Court denies Bahais legal recognition

Since there's been some interest in today's protest to give Egyptian Bahais full recognition under the law, I am pasting below a press release from the Egyptian Initiative for Personal Rights, one of the NGOs that has campaigned on the case (they also campaign on behalf of Egyptian Shias as well as anyone else who is discriminated against because of personal belief or condition, as well as work on public health issues.)

The Supreme Administrative Court has unfortunately refused to force the Ministry of Interior to recognize Bahais, echoing the opinion of the Mufti of Egypt Ali Gomaa that Bahais do not deserve recognition -- this from a supposedly more open-minded cleric. It's sad to see such a confluence of bigotry and gestapo mentality: the sheikhs cling on to some abstract idea of what's a religion or not while the security types are too attached to their system and too obsessed with religion to change the system. Just look how nervous this regime is about the whole Muslim-Coptic thing.

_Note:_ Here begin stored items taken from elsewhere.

#[macro_use]
extern crate criterion;

use std::net::Ipv4Addr;

use criterion::{black_box, Criterion};

use lwes_protocols::{decode, encode, Event};

fn sample_event() -> Event {
    Event::new("Http::Request")
        .with("method", "GET")
        .with("path", "/index.html")
        .with("status", 200u16)
        .with("bytes", 51_234u32)
        .with("latency_us", 1_834i64)
        .with("client", Ipv4Addr::new(192, 168, 10, 4))
        .with("cached", false)
}

fn benchmark_encode(c: &mut Criterion) {
    let event = sample_event();

    c.bench_function("event_encode", |b| {
        b.iter(|| {
            black_box(encode(&event)).unwrap();
        })
    });
}

fn benchmark_decode(c: &mut Criterion) {
    let datagram = encode(&sample_event()).unwrap();

    c.bench_function("event_decode", |b| {
        b.iter(|| {
            black_box(decode(&datagram)).unwrap();
        })
    });
}

criterion_group!(benches, benchmark_encode, benchmark_decode);
criterion_main!(benches);
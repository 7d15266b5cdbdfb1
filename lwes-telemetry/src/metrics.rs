//! ## lwes-telemetry::metrics
//! Prometheus counters for datagram traffic.

use prometheus::{Encoder, Histogram, HistogramOpts, IntCounter, Registry, TextEncoder};

#[derive(Debug, Clone)]
pub struct MetricsRecorder {
    pub registry: Registry,
    pub events_emitted: IntCounter,
    pub emit_failures: IntCounter,
    pub heartbeats: IntCounter,
    pub events_received: IntCounter,
    pub receive_failures: IntCounter,
    pub decode_failures: IntCounter,
    pub datagram_bytes: Histogram,
}

impl MetricsRecorder {
    pub fn new() -> Result<Self, prometheus::Error> {
        let registry = Registry::new();
        let counter = |name: &str, help: &str| -> Result<IntCounter, prometheus::Error> {
            let counter = IntCounter::new(name, help)?;
            registry.register(Box::new(counter.clone()))?;
            Ok(counter)
        };

        let events_emitted = counter("lwes_events_emitted_total", "Events written to a transport")?;
        let emit_failures = counter("lwes_emit_failures_total", "Events that failed to encode or send")?;
        let heartbeats = counter("lwes_heartbeats_total", "Heartbeat events emitted")?;
        let events_received = counter("lwes_events_received_total", "Events decoded from datagrams")?;
        let receive_failures =
            counter("lwes_receive_failures_total", "Transport reads that failed")?;
        let decode_failures =
            counter("lwes_decode_failures_total", "Datagrams that did not decode")?;

        let datagram_bytes = Histogram::with_opts(
            HistogramOpts::new("lwes_datagram_bytes", "Size of datagrams sent and received")
                .buckets(vec![64.0, 256.0, 1024.0, 8192.0, 65507.0]),
        )?;
        registry.register(Box::new(datagram_bytes.clone()))?;

        Ok(Self {
            registry,
            events_emitted,
            emit_failures,
            heartbeats,
            events_received,
            receive_failures,
            decode_failures,
            datagram_bytes,
        })
    }

    pub fn gather_metrics(&self) -> Result<String, prometheus::Error> {
        let encoder = TextEncoder::new();
        let mut buffer = Vec::<u8>::new();
        encoder.encode(&self.registry.gather(), &mut buffer)?;
        String::from_utf8(buffer).map_err(|e| prometheus::Error::Msg(e.to_string()))
    }

    pub fn record_emitted(&self, bytes: usize) {
        self.events_emitted.inc();
        self.datagram_bytes.observe(bytes as f64);
    }

    pub fn record_received(&self, bytes: usize) {
        self.events_received.inc();
        self.datagram_bytes.observe(bytes as f64);
    }
}

#[cfg(test)]
mod tests {
    use super::*;

    #[test]
    fn counters_appear_in_exposition() {
        let metrics = MetricsRecorder::new().unwrap();
        metrics.record_emitted(120);
        metrics.heartbeats.inc();
        metrics.decode_failures.inc();

        let text = metrics.gather_metrics().unwrap();
        assert!(text.contains("lwes_events_emitted_total 1"));
        assert!(text.contains("lwes_heartbeats_total 1"));
        assert!(text.contains("lwes_decode_failures_total 1"));
        assert!(text.contains("lwes_datagram_bytes_count 1"));
    }

    #[test]
    fn recorders_do_not_share_registries() {
        let a = MetricsRecorder::new().unwrap();
        let b = MetricsRecorder::new().unwrap();
        a.record_received(10);
        assert_eq!(a.events_received.get(), 1);
        assert_eq!(b.events_received.get(), 0);
    }
}
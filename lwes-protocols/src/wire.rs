//! ## lwes-protocols::wire
//! Hard limits and type tags of the event datagram format.

use std::fmt;

use crate::error::DecodeError;

/// Largest datagram a UDP socket can carry: 64K minus the 20 byte IP header
/// and the 8 byte UDP header.
pub const MAX_MSG_SIZE: usize = 65535 - 28;

/// Longest event name or attribute key (one length byte).
pub const MAX_SHORT_STRING_SIZE: usize = u8::MAX as usize;

/// Longest string attribute value (two length bytes).
pub const MAX_LONG_STRING_SIZE: usize = u16::MAX as usize;

/// One-byte discriminator selecting an attribute's on-wire encoding.
#[derive(Debug, Clone, Copy, PartialEq, Eq, Hash)]
#[repr(u8)]
pub enum TypeTag {
    U16 = 1,
    I16 = 2,
    U32 = 3,
    I32 = 4,
    String = 5,
    IpAddr = 6,
    I64 = 7,
    U64 = 8,
    Boolean = 9,
}

impl TypeTag {
    /// Payload width in bytes, or `None` for the length-prefixed string.
    pub fn fixed_width(self) -> Option<usize> {
        match self {
            TypeTag::U16 | TypeTag::I16 => Some(2),
            TypeTag::U32 | TypeTag::I32 | TypeTag::IpAddr => Some(4),
            TypeTag::I64 | TypeTag::U64 => Some(8),
            TypeTag::Boolean => Some(1),
            TypeTag::String => None,
        }
    }

    /// Type name as written in event specification files.
    pub fn as_str(self) -> &'static str {
        match self {
            TypeTag::U16 => "uint16",
            TypeTag::I16 => "int16",
            TypeTag::U32 => "uint32",
            TypeTag::I32 => "int32",
            TypeTag::String => "string",
            TypeTag::IpAddr => "ip_addr",
            TypeTag::I64 => "int64",
            TypeTag::U64 => "uint64",
            TypeTag::Boolean => "boolean",
        }
    }
}

impl TryFrom<u8> for TypeTag {
    type Error = DecodeError;

    fn try_from(byte: u8) -> Result<Self, Self::Error> {
        Ok(match byte {
            1 => TypeTag::U16,
            2 => TypeTag::I16,
            3 => TypeTag::U32,
            4 => TypeTag::I32,
            5 => TypeTag::String,
            6 => TypeTag::IpAddr,
            7 => TypeTag::I64,
            8 => TypeTag::U64,
            9 => TypeTag::Boolean,
            other => return Err(DecodeError::UnknownType(other)),
        })
    }
}

impl fmt::Display for TypeTag {
    fn fmt(&self, f: &mut fmt::Formatter<'_>) -> fmt::Result {
        f.write_str(self.as_str())
    }
}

(Update: Don't miss this story by the wonderful Jailan Zayan or this post by Hossam, who was at the demo had experience a bunch of nastiness first-hand.)

I think it's worth highlighting that this is not the first time the issue goes to court. In 1924 an Egyptian appeals court recognized the Bahai faith as independent of Islam and therefore worthy of its own categorization:

"The Bahá'í Faith is a new religion entirely independent.... No Bahá'í therefore can be regarded as Muslim or vice versa, even as no Buddhist, Brahmin or Christian can be regarded as Muslim."
There's more info about that at the Bahai World News Service and this page in particular.

The public debate about this is rather narrow-minded, unfortunately. I had noted a few months in my personal notes that an al-Gomhouriya columnist, Mohammed Abdel Hafez, had written:

According to the Constitution, the main source of legislation is Islamic law, which recognises only the religions of the book: Christianity and Judaism. If Bahaism is officially recognised, worshippers of cows, the sun and fire will want to jump on the bandwagon.
This is both an attempt to belittle Bahais and take a jab at "pagans" -- Hindus, Zoroastrians, Yazidis and others. Not very classy, Mr Abdel Hafez. I hope the rest of the discussion of this issue is a little bit more enlightened -- to be fair I may have happened upon an unusually obnoxious commentary.

Incidentally Bahais are sometimes reproached in the region because they have a major presence at Mount Carmel, in Israel. Aside from their attachment to Jerusalem and its environs -- surely understandable to Egyptian Muslims and Christians -- it's hardly their fault if they are mistreated elsewhere in the region, is it?

Anyway, here's the EIPR press release.

Government Must Find Solution for Baha'i Egyptians

Egypt's Supreme Administrative Court today found the government may not recognize the Bahai'i faith in official identification documents, leaving Baha'i Egyptian citizens unable to obtain necessary documents that must include a citizen's religion, such as birth or death certificates and identity cards.


"Today's regrettable decision throws the ball in the government's court," said Hossam Bahgat, Director of the Egyptian Initiative for Personal Rights (EIPR), which represented the Baha'is in the case. "The government must find a solution now for the hundreds of citizens who used to be able to obtain official documents recognizing their faith for more than five decades until the government decided recently to change its policy and force them to choose between Islam and Christianity."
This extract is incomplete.